|
LCS-based Thai Trending Keyword Extraction from Online News |
|---|---|
| รหัสดีโอไอ | |
| Creator | Kietikul Jearanaitanakij |
| Title | LCS-based Thai Trending Keyword Extraction from Online News |
| Contributor | Nattapong Kueakool, Puwadol Limwanichsin, Tiwat Kullawan, Chankit Yongpiyakul |
| Publisher | Faculty of Engineeing Naresuan University |
| Publication Year | 2565 |
| Journal Title | Naresuan University Engineering Journal |
| Journal Vol. | 17 |
| Journal No. | 2 |
| Page no. | 54-61 |
| Keyword | Longest common substring, Natural language processing, Online news, Thai trending keyword, Varying-length keyword |
| URL Website | https://ph01.tci-thaijo.org/index.php/nuej |
| Website title | https://ph01.tci-thaijo.org/index.php/nuej |
| ISSN | 1905-615x |
| Abstract | A trending keyword is a common word or a phrase that is most frequently mentioned in the current period. Extracting trending keywords from Thai online news is not trivial. A too-short keyword may not have a specific meaning because it may be just a common word that does not have any significance to the interpretation. On the other hand, a long common keyword conveys a better meaning. However, the running time to extract the long keyword from a collection of documents may not be bounded within a reasonable time.
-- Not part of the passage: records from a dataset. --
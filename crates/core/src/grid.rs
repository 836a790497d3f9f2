use thiserror::Error;

/// Errors that can occur when constructing a [`Grid`].
#[derive(Debug, Error, Clone, Copy, PartialEq, Eq)]
pub enum GridError {
    #[error("grid must contain at least one point")]
    Empty,

    #[error("grid endpoints must be finite")]
    NonFinite,
}

/// A fixed, ordered sequence of evenly spaced values.
///
/// Used both for the time axis and for the swept parameter. A grid is
/// immutable once built; callers only ever read it.
///
/// # Example
///
/// ```
/// use hedon_core::Grid;
///
/// let t = Grid::linspace(0.0, 1.0, 5).unwrap();
/// assert_eq!(t.values(), &[0.0, 0.25, 0.5, 0.75, 1.0]);
/// ```
#[derive(Debug, Clone, PartialEq)]
pub struct Grid {
    values: Vec<f64>,
}

impl Grid {
    /// Creates `n` evenly spaced values from `start` to `stop`, inclusive.
    ///
    /// The first value is exactly `start` and, for `n > 1`, the last is
    /// exactly `stop`. Interior values are `start + i * step`. A decreasing
    /// grid results when `stop < start`.
    ///
    /// # Errors
    ///
    /// Returns an error if `n` is zero or either endpoint is not finite.
    pub fn linspace(start: f64, stop: f64, n: usize) -> Result<Self, GridError> {
        if n == 0 {
            return Err(GridError::Empty);
        }
        if !start.is_finite() || !stop.is_finite() {
            return Err(GridError::NonFinite);
        }
        if n == 1 {
            return Ok(Self {
                values: vec![start],
            });
        }

        #[allow(clippy::cast_precision_loss)]
        let step = (stop - start) / (n - 1) as f64;

        #[allow(clippy::cast_precision_loss)]
        let mut values: Vec<f64> = (0..n).map(|i| start + i as f64 * step).collect();
        values[n - 1] = stop;

        Ok(Self { values })
    }

    /// Returns the grid values in order.
    #[must_use]
    pub fn values(&self) -> &[f64] {
        &self.values
    }

    /// Returns the number of points in the grid.
    #[must_use]
    pub fn len(&self) -> usize {
        self.values.len()
    }

    /// Always `false`; a grid has at least one point.
    #[must_use]
    pub fn is_empty(&self) -> bool {
        self.values.is_empty()
    }

    /// Returns an iterator over the grid values.
    pub fn iter(&self) -> std::iter::Copied<std::slice::Iter<'_, f64>> {
        self.values.iter().copied()
    }
}

impl<'a> IntoIterator for &'a Grid {
    type Item = f64;
    type IntoIter = std::iter::Copied<std::slice::Iter<'a, f64>>;

    fn into_iter(self) -> Self::IntoIter {
        self.iter()
    }
}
A problem statement of this research is to find a varying-length trending keyword from Thai online news within a reasonable running time. We propose a novel method to extract trending keywords by applying the longest common substring (LCS) algorithm. The common keywords having high occurrence frequency are selected as the trending keywords. The proposed method inherits the advantage of the reasonable running time from the dynamic programming technique of the LCS algorithm. The experimental results on various sources of Thai online news agencies indicate a superior precision of the proposed method over char-N-gram and word-N-gram strategies. |